Dialogue by Xenophon

Hiero (Greek: Ἱέρων, Hiéron) is a minor work by Xenophon, set as a dialogue between Hiero, tyrant of Syracuse, Magna Graecia, and the lyric poet Simonides about 474 BC. The dialogue is a response to the assumption that a tyrant's life is more pleasant than a commoner's. Having lived as both, Hiero breaks down this misconception, arguing that a tyrant does not have any more access to happiness than a private person. Some of this concept is considered in the Sword of Damocles parable, several centuries later.

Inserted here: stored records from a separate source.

//! Transaction management for the finance tracker.
//!
//! This module contains everything related to transactions:
//! - The `Transaction` model and `TransactionBuilder` for creating transactions
//! - Database functions for storing, querying, and managing transactions
//! - The `TransactionStore` read interface used by the analytics
//! - Route handlers for the transaction REST API

mod core;
mod create_endpoint;
mod delete_endpoint;
mod edit_endpoint;
mod get_endpoint;
mod list_endpoint;
mod store;
mod totals_endpoint;

pub use core::{
    Category, Transaction, TransactionBuilder, TransactionType, create_transaction,
    create_transaction_table, get_transaction,
};
pub use create_endpoint::create_transaction_endpoint;
pub use delete_endpoint::delete_transaction_endpoint;
pub use edit_endpoint::edit_transaction_endpoint;
pub use get_endpoint::get_transaction_endpoint;
pub use list_endpoint::{list_transactions_endpoint, list_transactions_in_range_endpoint};
pub use store::{SQLiteTransactionStore, TransactionStore};
pub use totals_endpoint::{get_category_expenses_endpoint, get_totals_endpoint};

#[cfg(test)]
pub use core::count_transactions;
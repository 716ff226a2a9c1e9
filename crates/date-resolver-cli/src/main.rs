//! portal-date: resolve student-portal day queries from the command line.

#![forbid(unsafe_code)]

mod cli;
mod commands;

use std::process::ExitCode;

use anyhow::Result;
use clap::Parser;
use tracing_subscriber::EnvFilter;

use cli::Cli;

fn main() -> ExitCode {
    init_tracing();

    match run() {
        Ok(()) => ExitCode::SUCCESS,
        Err(e) => {
            eprintln!("Error: {e:#}");
            ExitCode::FAILURE
        }
    }
}

fn run() -> Result<()> {
    let cli = Cli::parse();
    let output = commands::execute(&cli.command, &cli.global)?;
    println!("{output}");
    Ok(())
}

/// Log to stderr so stdout carries only results. Filtered by `RUST_LOG`,
/// warnings only by default.
fn init_tracing() {
    let env_filter = EnvFilter::try_from_default_env().unwrap_or_else(|_| EnvFilter::new("warn"));
    let _ = tracing_subscriber::fmt()
        .with_env_filter(env_filter)
        .with_writer(std::io::stderr)
        .try_init();
}
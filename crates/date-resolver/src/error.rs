//! Error types for date-resolver operations.

use chrono::NaiveDate;
use thiserror::Error;

#[derive(Error, Debug, Clone, PartialEq, Eq)]
pub enum ResolverError {
    #[error("Invalid timezone: {0}")]
    InvalidTimezone(String),

    #[error("Invalid date: {0}")]
    InvalidDate(String),

    /// A historical lookup pointed past the reference date.
    ///
    /// `date` is `None` when the query was rejected lexically, before any
    /// date was resolved.
    #[error("Attendance is not available for future dates.")]
    FutureDate { date: Option<NaiveDate> },
}

pub type Result<T> = std::result::Result<T, ResolverError>;
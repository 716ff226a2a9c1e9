//! Property tests over every weekday and a wide range of reference dates.

use chrono::{Datelike, Duration, NaiveDate, Weekday};
use date_resolver::{
    guard_historical, is_future_date_query, resolve_date, resolve_date_for_attendance,
};
use proptest::prelude::*;

const WEEKDAYS: [(Weekday, &str); 7] = [
    (Weekday::Mon, "monday"),
    (Weekday::Tue, "tuesday"),
    (Weekday::Wed, "wednesday"),
    (Weekday::Thu, "thursday"),
    (Weekday::Fri, "friday"),
    (Weekday::Sat, "saturday"),
    (Weekday::Sun, "sunday"),
];

fn reference_date() -> impl Strategy<Value = NaiveDate> {
    // 2000-01-01 through roughly 2099
    (0i64..36_500).prop_map(|offset| {
        NaiveDate::from_ymd_opt(2000, 1, 1).unwrap() + Duration::days(offset)
    })
}

fn weekday() -> impl Strategy<Value = (Weekday, &'static str)> {
    prop::sample::select(WEEKDAYS.to_vec())
}

proptest! {
    #[test]
    fn schedule_weekday_is_never_in_the_past(today in reference_date(), (wd, name) in weekday()) {
        for query in [name.to_string(), format!("next {name}")] {
            let resolved = resolve_date(&query, today);
            prop_assert!(resolved >= today);
            prop_assert!((resolved - today).num_days() < 7);
            prop_assert_eq!(resolved.weekday(), wd);
        }
    }

    #[test]
    fn historical_weekday_is_never_in_the_future(today in reference_date(), (wd, name) in weekday()) {
        let resolved = resolve_date_for_attendance(name, today);
        prop_assert!(resolved <= today);
        prop_assert!((today - resolved).num_days() < 7);
        prop_assert_eq!(resolved.weekday(), wd);
    }

    #[test]
    fn todays_weekday_resolves_to_today_in_both_modes(today in reference_date()) {
        let (_, name) = WEEKDAYS
            .iter()
            .find(|(wd, _)| *wd == today.weekday())
            .copied()
            .unwrap();
        prop_assert_eq!(resolve_date(name, today), today);
        prop_assert_eq!(resolve_date_for_attendance(name, today), today);
    }

    #[test]
    fn last_week_is_at_least_seven_days_back(today in reference_date(), (wd, name) in weekday()) {
        let last_week = resolve_date_for_attendance(&format!("last week {name}"), today);
        let recent = resolve_date_for_attendance(name, today);
        prop_assert!((today - last_week).num_days() >= 7);
        prop_assert!(last_week < recent);
        prop_assert_eq!(last_week.weekday(), wd);
    }

    #[test]
    fn explicit_date_takes_precedence(today in reference_date(), target in reference_date(), (_, name) in weekday()) {
        let query = format!("{} ignore {name} tomorrow", target.format("%d-%m-%Y"));
        prop_assert_eq!(resolve_date(&query, today), target);
        prop_assert_eq!(resolve_date_for_attendance(&query, today), target);
    }

    #[test]
    fn explicit_dates_always_have_four_digit_years(today in reference_date(), query in "[0-9+/ -]{0,24}") {
        // No keywords in this alphabet: the result is either today or an
        // explicit date whose year was written as exactly four digits.
        for resolved in [resolve_date(&query, today), resolve_date_for_attendance(&query, today)] {
            prop_assert!(resolved == today || (0..=9999).contains(&resolved.year()));
            if resolved != today {
                let year = format!("{:04}", resolved.year());
                prop_assert!(query.contains(&year));
            }
        }
    }

    #[test]
    fn short_year_tokens_fall_through(today in reference_date(), target in reference_date()) {
        let query = format!("{} tomorrow", target.format("%d-%m-%y"));
        prop_assert_eq!(resolve_date(&query, today), today + Duration::days(1));
    }

    #[test]
    fn last_is_never_future_referring(today in reference_date(), (_, name) in weekday()) {
        let last_query = format!("last {name}");
        let next_query = format!("next {name}");
        prop_assert!(!is_future_date_query(&last_query, today));
        prop_assert!(is_future_date_query(&next_query, today));
    }

    #[test]
    fn guard_never_admits_a_future_date(today in reference_date(), query in "[a-z0-9 /-]{0,24}") {
        if let Ok(date) = guard_historical(&query, today) {
            prop_assert!(date <= today);
        }
    }

    #[test]
    fn resolution_is_total(today in reference_date(), query in "\\PC{0,40}") {
        let _ = resolve_date(&query, today);
        let _ = resolve_date_for_attendance(&query, today);
        let _ = is_future_date_query(&query, today);
    }
}
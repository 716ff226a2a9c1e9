//! Subcommand handlers.
//!
//! Each handler plays the part of a portal request handler: it takes the
//! student's raw day text, asks the resolver, and renders the answer.

use anyhow::{Context, Result};
use chrono::NaiveDate;
use date_resolver::{
    Clock, DateResolver, FixedClock, ResolutionMode, ResolvedDate, SystemClock,
};
use serde::Serialize;

use crate::cli::{Commands, GlobalArgs};

/// The reference-date source chosen on the command line.
#[derive(Debug, Clone, Copy)]
pub enum ReferenceClock {
    System(SystemClock),
    Fixed(FixedClock),
}

impl Clock for ReferenceClock {
    fn today(&self) -> NaiveDate {
        match self {
            ReferenceClock::System(clock) => clock.today(),
            ReferenceClock::Fixed(clock) => clock.today(),
        }
    }
}

impl ReferenceClock {
    pub fn from_args(args: &GlobalArgs) -> Result<Self> {
        let system = SystemClock::from_name(&args.timezone)
            .with_context(|| format!("cannot use timezone '{}'", args.timezone))?;
        Ok(match args.today {
            Some(date) => ReferenceClock::Fixed(FixedClock(date)),
            None => ReferenceClock::System(system),
        })
    }
}

#[derive(Debug, Serialize)]
struct FutureReport<'a> {
    query: &'a str,
    future: bool,
}

/// Run one subcommand and return the text to print on stdout.
pub fn execute(command: &Commands, global: &GlobalArgs) -> Result<String> {
    let resolver = DateResolver::new(ReferenceClock::from_args(global)?);
    tracing::debug!(today = %resolver.today(), "reference date");

    match command {
        Commands::Schedule(args) => {
            let query = args.query();
            render(&resolver.report(&query, ResolutionMode::Schedule), global.json)
        }
        Commands::Attendance(args) => {
            let query = args.query();
            let date = resolver.resolve_attendance(&query)?;
            render(&ResolvedDate::new(date, ResolutionMode::Historical), global.json)
        }
        Commands::AttendanceOn { date } => {
            let date = resolver.attendance_on(date)?;
            render(&ResolvedDate::new(date, ResolutionMode::Historical), global.json)
        }
        Commands::IsFuture(args) => {
            let query = args.query();
            let future = resolver.is_future_date_query(&query);
            if global.json {
                Ok(serde_json::to_string(&FutureReport {
                    query: &query,
                    future,
                })?)
            } else {
                Ok(future.to_string())
            }
        }
    }
}

fn render(report: &ResolvedDate, json: bool) -> Result<String> {
    if json {
        Ok(serde_json::to_string_pretty(report)?)
    } else {
        Ok(format!("{} ({})", report.display, report.weekday))
    }
}
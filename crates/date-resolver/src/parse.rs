//! Lexical scanning of free-form day queries.
//!
//! Matching here is deliberately loose: keywords and weekday names are found
//! by substring, so `"monday's class"` and `"mon"` both name Monday. Callers
//! normalize once with [`normalize_query`] and scan the result.

use chrono::{NaiveDate, Weekday};

/// Explicit date formats, tried in this order for every token, each with the
/// exact token shape it accepts (`9` is any ASCII digit).
///
/// A token valid under more than one format takes the first one listed.
/// chrono alone would accept one-digit fields and short or signed years, so
/// the shape is checked before parsing.
pub const EXPLICIT_DATE_FORMATS: [(&str, &str); 3] = [
    ("%d-%m-%Y", "99-99-9999"),
    ("%d/%m/%Y", "99/99/9999"),
    ("%Y-%m-%d", "9999-99-99"),
];

/// Weekday spellings in enumeration order. The first entry whose full name
/// or abbreviation occurs in the query wins.
const WEEKDAY_NAMES: [(Weekday, &str, &str); 7] = [
    (Weekday::Mon, "monday", "mon"),
    (Weekday::Tue, "tuesday", "tue"),
    (Weekday::Wed, "wednesday", "wed"),
    (Weekday::Thu, "thursday", "thu"),
    (Weekday::Fri, "friday", "fri"),
    (Weekday::Sat, "saturday", "sat"),
    (Weekday::Sun, "sunday", "sun"),
];

/// Lowercase and trim a query.
pub fn normalize_query(query: &str) -> String {
    query.trim().to_lowercase()
}

/// Find the first whitespace-separated token that parses as an explicit date.
pub fn find_explicit_date(query: &str) -> Option<NaiveDate> {
    query.split_whitespace().find_map(parse_date_token)
}

/// Parse a single token against [`EXPLICIT_DATE_FORMATS`].
fn parse_date_token(token: &str) -> Option<NaiveDate> {
    EXPLICIT_DATE_FORMATS
        .iter()
        .filter(|(_, shape)| matches_shape(token, shape))
        .find_map(|(fmt, _)| NaiveDate::parse_from_str(token, fmt).ok())
}

/// Whether `token` has exactly the layout of `shape`: `9` stands for an
/// ASCII digit, every other character must match literally.
pub(crate) fn matches_shape(token: &str, shape: &str) -> bool {
    token.len() == shape.len()
        && token.bytes().zip(shape.bytes()).all(|(t, s)| match s {
            b'9' => t.is_ascii_digit(),
            _ => t == s,
        })
}

/// Find the weekday named in `query`, if any.
pub fn find_weekday(query: &str) -> Option<Weekday> {
    WEEKDAY_NAMES
        .iter()
        .find(|(_, full, short)| query.contains(full) || query.contains(short))
        .map(|(weekday, _, _)| *weekday)
}

/// Whether the query carries a "last" modifier ("last week", "last monday").
///
/// A bare trailing "last" with nothing after it does not count.
pub fn mentions_last(query: &str) -> bool {
    query.contains("last week") || query.contains("last ")
}

/// Whether `query` contains any of `phrases`.
pub(crate) fn contains_any(query: &str, phrases: &[&str]) -> bool {
    phrases.iter().any(|p| query.contains(p))
}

Taken at face value, the Hiero appears to defend the superiority of tyranny over other forms of political organization. At the very least, Simonides praises the life of Hiero, a man who acquires power in the most unscrupulous manner and deprives the Syracusans of freedom. However, if read carefully, the Hiero indicates that a private life is superior to living life as a tyrant. Tyrants enjoy dominating others, but desire even more to be loved and honestly praised by those around them. Tyrants are thus trapped in an endless cycle of violence and fear. They cannot give up their power for fear of losing the attention of others and for fear that those they previously oppressed will not immediately execute them.

The dialogue, like many of Xenophon's works, does not receive much scholarly attention today. However, it was the nominal subject of Leo Strauss' analysis On Tyranny, which initiated his famous dialogue with Alexandre Kojève on the role of philosophy in politics.

== Bibliography ==
- Strauss, Leo "Restatement on Xenophon's Hiero", in What is Political Philosophy? And Other Studies. Ed. Leo Strauss. University of Chicago Press, 1959 (ISBN 0-226-77713-8).

- Levy, David "An Introduction to the Hiero", in Xenophon: The Shorter Writings. Ed. Gregory A. McBrayer. Cornell University Press, 2018.